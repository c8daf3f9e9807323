//! Pagination utilities for the dashboard table
//!
//! Fixed page size of 10 rows, plus the page-button strip shown under the
//! table.

use serde::Serialize;

/// Page size constant for all pagination
pub const PAGE_SIZE: usize = 10;

/// Pagination metadata calculated from total results
#[derive(Debug, Clone, Copy, PartialEq, Eq, Serialize)]
pub struct Pagination {
    /// Current page number (1-indexed)
    pub page: usize,
    /// Total number of pages
    pub total_pages: usize,
    /// Index of the first row on the current page
    pub offset: usize,
}

/// Calculate pagination metadata from total results and requested page
///
/// Ensures page is within valid bounds [1, total_pages]
///
/// # Examples
/// ```
/// use wikara_common::pagination::calculate_pagination;
///
/// // 23 rows = 3 pages (10 + 10 + 3)
/// let p = calculate_pagination(23, 3);
/// assert_eq!(p.page, 3);
/// assert_eq!(p.total_pages, 3);
/// assert_eq!(p.offset, 20);
///
/// // Requesting out-of-bounds page gets clamped
/// let p = calculate_pagination(23, 99);
/// assert_eq!(p.page, 3);
/// ```
pub fn calculate_pagination(total_results: usize, requested_page: usize) -> Pagination {
    let total_pages = total_results.div_ceil(PAGE_SIZE);
    let page = requested_page.max(1).min(total_pages.max(1));
    let offset = (page - 1) * PAGE_SIZE;

    Pagination {
        page,
        total_pages,
        offset,
    }
}

impl Pagination {
    /// Rows belonging to the current page
    pub fn slice<'a, T>(&self, items: &'a [T]) -> &'a [T] {
        let start = self.offset.min(items.len());
        let end = (self.offset + PAGE_SIZE).min(items.len());
        &items[start..end]
    }

    pub fn has_previous(&self) -> bool {
        self.page > 1
    }

    pub fn has_next(&self) -> bool {
        self.page < self.total_pages
    }
}

/// One entry of the page-button strip
#[derive(Debug, Clone, Copy, PartialEq, Eq, Serialize)]
#[serde(tag = "kind", rename_all = "snake_case")]
pub enum PageButton {
    Page { number: usize, current: bool },
    Ellipsis,
}

/// Page buttons for `current` out of `total_pages`
///
/// First page, last page, the current page and its immediate neighbours are
/// always shown. Each run of hidden pages between them collapses into one
/// ellipsis.
pub fn page_buttons(current: usize, total_pages: usize) -> Vec<PageButton> {
    let mut shown: Vec<usize> = [1, current.saturating_sub(1), current, current + 1, total_pages]
        .into_iter()
        .filter(|p| (1..=total_pages).contains(p))
        .collect();
    shown.sort_unstable();
    shown.dedup();

    let mut buttons = Vec::with_capacity(shown.len() * 2);
    let mut previous: Option<usize> = None;
    for number in shown {
        if previous.is_some_and(|p| number > p + 1) {
            buttons.push(PageButton::Ellipsis);
        }
        buttons.push(PageButton::Page {
            number,
            current: number == current,
        });
        previous = Some(number);
    }

    buttons
}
__________________________________________________
- What you will do
Reproduce the material above, every line of it, exactly.

- Expected answer
repository c8daf3f9e9807323
//! Pagination utilities for the dashboard table
//!
//! Fixed page size of 10 rows, plus the page-button strip shown under the
//! table.

use serde::Serialize;

/// Page size constant for all pagination
pub const PAGE_SIZE: usize = 10;

/// Pagination metadata calculated from total results
#[derive(Debug, Clone, Copy, PartialEq, Eq, Serialize)]
pub struct Pagination {
    /// Current page number (1-indexed)
    pub page: usize,
    /// Total number of pages
    pub total_pages: usize,
    /// Index of the first row on the current page
    pub offset: usize,
}

/// Calculate pagination metadata from total results and requested page
///
/// Ensures page is within valid bounds [1, total_pages]
///
/// # Examples
/// ```
/// use wikara_common::pagination::calculate_pagination;
///
/// // 23 rows = 3 pages (10 + 10 + 3)
/// let p = calculate_pagination(23, 3);
/// assert_eq!(p.page, 3);
/// assert_eq!(p.total_pages, 3);
/// assert_eq!(p.offset, 20);
///
/// // Requesting out-of-bounds page gets clamped
/// let p = calculate_pagination(23, 99);
/// assert_eq!(p.page, 3);
/// ```
pub fn calculate_pagination(total_results: usize, requested_page: usize) -> Pagination {
    let total_pages = total_results.div_ceil(PAGE_SIZE);
    let page = requested_page.max(1).min(total_pages.max(1));
    let offset = (page - 1) * PAGE_SIZE;

    Pagination {
        page,
        total_pages,
        offset,
    }
}

impl Pagination {
    /// Rows belonging to the current page
    pub fn slice<'a, T>(&self, items: &'a [T]) -> &'a [T] {
        let start = self.offset.min(items.len());
        let end = (self.offset + PAGE_SIZE).min(items.len());
        &items[start..end]
    }

    pub fn has_previous(&self) -> bool {
        self.page > 1
    }

    pub fn has_next(&self) -> bool {
        self.page < self.total_pages
    }
}

/// One entry of the page-button strip
#[derive(Debug, Clone, Copy, PartialEq, Eq, Serialize)]
#[serde(tag = "kind", rename_all = "snake_case")]
pub enum PageButton {
    Page { number: usize, current: bool },
    Ellipsis,
}

/// Page buttons for `current` out of `total_pages`
///
/// First page, last page, the current page and its immediate neighbours are
/// always shown. Each run of hidden pages between them collapses into one
/// ellipsis.
pub fn page_buttons(current: usize, total_pages: usize) -> Vec<PageButton> {
    let mut shown: Vec<usize> = [1, current.saturating_sub(1), current, current + 1, total_pages]
        .into_iter()
        .filter(|p| (1..=total_pages).contains(p))
        .collect();
    shown.sort_unstable();
    shown.dedup();

    let mut buttons = Vec::with_capacity(shown.len() * 2);
    let mut previous: Option<usize> = None;
    for number in shown {
        if previous.is_some_and(|p| number > p + 1) {
            buttons.push(PageButton::Ellipsis);
        }
        buttons.push(PageButton::Page {
            number,
            current: number == current,
        });
        previous = Some(number);
    }

    buttons
}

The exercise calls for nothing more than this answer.